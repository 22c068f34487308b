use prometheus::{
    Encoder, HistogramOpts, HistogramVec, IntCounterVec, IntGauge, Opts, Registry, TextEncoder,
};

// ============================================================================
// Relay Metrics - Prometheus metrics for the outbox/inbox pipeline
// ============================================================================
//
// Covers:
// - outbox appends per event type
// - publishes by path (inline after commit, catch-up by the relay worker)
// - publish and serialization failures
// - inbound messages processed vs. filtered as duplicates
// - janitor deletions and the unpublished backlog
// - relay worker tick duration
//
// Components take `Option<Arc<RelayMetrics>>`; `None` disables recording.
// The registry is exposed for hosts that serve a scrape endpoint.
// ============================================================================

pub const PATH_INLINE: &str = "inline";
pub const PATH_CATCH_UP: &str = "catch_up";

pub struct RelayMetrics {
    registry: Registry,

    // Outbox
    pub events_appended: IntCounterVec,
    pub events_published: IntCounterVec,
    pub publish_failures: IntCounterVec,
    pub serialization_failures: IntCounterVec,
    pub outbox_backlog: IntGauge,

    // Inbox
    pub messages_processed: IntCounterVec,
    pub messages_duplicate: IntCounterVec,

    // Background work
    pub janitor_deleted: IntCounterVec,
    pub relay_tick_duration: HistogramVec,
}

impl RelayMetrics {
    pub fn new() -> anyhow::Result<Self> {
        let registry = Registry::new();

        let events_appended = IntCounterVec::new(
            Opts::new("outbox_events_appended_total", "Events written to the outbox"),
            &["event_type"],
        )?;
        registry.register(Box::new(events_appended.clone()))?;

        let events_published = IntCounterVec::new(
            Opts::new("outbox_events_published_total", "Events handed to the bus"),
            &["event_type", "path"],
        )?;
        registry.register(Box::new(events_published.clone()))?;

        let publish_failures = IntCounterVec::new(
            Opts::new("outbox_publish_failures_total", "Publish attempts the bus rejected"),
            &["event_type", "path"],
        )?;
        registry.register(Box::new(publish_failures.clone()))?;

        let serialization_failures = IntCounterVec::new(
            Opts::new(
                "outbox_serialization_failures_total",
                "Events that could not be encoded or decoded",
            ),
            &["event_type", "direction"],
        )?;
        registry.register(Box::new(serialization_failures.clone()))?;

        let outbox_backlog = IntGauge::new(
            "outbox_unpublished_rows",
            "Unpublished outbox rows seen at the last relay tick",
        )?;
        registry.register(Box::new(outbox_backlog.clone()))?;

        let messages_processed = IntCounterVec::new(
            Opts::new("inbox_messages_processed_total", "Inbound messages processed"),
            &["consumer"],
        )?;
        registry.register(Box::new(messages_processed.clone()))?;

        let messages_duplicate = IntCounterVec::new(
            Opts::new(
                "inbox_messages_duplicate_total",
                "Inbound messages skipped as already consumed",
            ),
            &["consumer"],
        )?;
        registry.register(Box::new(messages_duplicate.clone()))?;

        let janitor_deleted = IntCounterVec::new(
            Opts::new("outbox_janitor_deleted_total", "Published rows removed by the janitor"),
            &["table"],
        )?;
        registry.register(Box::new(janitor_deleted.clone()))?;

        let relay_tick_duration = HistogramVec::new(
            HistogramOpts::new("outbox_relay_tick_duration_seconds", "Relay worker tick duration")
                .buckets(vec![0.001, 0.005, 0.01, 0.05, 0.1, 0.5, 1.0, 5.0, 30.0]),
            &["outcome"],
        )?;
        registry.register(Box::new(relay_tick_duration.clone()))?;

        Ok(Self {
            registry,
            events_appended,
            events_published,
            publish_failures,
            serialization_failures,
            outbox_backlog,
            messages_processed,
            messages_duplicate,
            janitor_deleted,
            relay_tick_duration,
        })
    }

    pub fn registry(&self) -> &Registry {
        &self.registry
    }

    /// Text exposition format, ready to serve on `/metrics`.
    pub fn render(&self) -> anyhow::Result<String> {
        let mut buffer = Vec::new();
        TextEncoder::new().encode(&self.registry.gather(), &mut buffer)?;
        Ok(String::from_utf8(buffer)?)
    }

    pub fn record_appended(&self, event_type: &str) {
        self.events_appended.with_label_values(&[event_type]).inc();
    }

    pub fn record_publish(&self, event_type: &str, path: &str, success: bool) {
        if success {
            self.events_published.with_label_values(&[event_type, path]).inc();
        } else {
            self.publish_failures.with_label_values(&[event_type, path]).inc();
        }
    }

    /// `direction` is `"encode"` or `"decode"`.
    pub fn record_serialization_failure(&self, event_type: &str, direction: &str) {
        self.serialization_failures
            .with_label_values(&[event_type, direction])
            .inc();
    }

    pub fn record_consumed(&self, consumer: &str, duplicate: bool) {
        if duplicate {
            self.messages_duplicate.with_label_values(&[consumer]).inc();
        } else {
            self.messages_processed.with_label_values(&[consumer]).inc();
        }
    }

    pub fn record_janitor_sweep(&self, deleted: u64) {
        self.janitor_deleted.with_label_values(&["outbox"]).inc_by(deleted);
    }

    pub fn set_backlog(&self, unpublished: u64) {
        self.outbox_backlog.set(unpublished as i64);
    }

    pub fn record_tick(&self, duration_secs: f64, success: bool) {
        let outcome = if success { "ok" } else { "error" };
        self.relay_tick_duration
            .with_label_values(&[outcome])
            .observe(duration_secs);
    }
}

* * *

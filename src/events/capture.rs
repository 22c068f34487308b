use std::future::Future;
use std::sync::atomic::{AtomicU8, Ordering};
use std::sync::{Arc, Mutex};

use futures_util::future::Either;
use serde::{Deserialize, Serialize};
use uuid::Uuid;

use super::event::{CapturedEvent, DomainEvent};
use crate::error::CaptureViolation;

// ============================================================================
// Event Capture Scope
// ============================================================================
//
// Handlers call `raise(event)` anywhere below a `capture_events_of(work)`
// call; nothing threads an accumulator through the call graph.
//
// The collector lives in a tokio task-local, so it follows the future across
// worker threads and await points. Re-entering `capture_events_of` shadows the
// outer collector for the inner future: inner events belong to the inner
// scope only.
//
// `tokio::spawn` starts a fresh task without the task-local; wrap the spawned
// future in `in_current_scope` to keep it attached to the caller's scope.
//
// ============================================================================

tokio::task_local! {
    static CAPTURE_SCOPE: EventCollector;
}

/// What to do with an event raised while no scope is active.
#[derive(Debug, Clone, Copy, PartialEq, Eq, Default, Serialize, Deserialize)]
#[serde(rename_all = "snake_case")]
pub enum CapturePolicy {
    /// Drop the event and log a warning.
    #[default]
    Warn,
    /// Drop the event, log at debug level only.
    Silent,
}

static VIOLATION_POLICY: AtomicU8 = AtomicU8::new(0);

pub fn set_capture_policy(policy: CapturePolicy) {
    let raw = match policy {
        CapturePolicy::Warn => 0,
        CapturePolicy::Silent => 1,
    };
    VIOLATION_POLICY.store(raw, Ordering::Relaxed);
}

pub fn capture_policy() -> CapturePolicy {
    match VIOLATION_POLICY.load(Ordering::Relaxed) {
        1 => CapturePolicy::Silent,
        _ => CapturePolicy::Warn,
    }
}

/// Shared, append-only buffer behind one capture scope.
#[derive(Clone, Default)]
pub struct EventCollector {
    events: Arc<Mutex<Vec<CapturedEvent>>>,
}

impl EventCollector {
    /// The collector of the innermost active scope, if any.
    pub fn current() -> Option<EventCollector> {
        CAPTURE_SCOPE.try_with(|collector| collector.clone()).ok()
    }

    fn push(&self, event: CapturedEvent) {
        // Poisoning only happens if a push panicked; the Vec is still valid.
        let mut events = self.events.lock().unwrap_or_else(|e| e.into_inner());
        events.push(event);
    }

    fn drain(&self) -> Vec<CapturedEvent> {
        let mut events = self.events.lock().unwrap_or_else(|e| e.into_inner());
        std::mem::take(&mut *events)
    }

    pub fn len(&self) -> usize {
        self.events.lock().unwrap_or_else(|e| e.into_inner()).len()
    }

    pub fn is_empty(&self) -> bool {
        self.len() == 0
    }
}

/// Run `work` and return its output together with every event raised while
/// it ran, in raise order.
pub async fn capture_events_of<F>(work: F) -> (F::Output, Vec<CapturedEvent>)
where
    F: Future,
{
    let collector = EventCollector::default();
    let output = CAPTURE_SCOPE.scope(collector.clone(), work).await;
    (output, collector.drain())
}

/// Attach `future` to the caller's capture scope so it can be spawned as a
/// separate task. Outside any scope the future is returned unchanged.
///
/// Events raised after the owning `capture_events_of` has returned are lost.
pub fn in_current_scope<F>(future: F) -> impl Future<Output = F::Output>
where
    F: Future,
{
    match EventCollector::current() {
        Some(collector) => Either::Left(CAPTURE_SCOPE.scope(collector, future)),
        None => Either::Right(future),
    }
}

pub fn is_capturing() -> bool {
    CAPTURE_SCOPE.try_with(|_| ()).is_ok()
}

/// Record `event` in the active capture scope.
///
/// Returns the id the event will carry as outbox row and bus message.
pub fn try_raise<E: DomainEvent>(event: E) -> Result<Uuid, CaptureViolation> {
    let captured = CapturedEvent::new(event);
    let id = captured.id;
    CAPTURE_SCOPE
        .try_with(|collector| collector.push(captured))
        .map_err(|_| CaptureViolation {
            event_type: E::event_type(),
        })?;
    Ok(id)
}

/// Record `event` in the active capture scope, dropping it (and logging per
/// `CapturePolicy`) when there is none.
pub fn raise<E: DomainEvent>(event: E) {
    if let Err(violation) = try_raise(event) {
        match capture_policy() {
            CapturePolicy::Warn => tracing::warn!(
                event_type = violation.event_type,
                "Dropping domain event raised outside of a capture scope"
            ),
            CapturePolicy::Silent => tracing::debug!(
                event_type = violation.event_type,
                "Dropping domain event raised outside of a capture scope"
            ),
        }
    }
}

> _What to produce_
Reproduce each line of the material that mentions "Result".

> _Answer_
    pub fn new() -> anyhow::Result<Self> {
    pub fn render(&self) -> anyhow::Result<String> {
pub fn try_raise<E: DomainEvent>(event: E) -> Result<Uuid, CaptureViolation> {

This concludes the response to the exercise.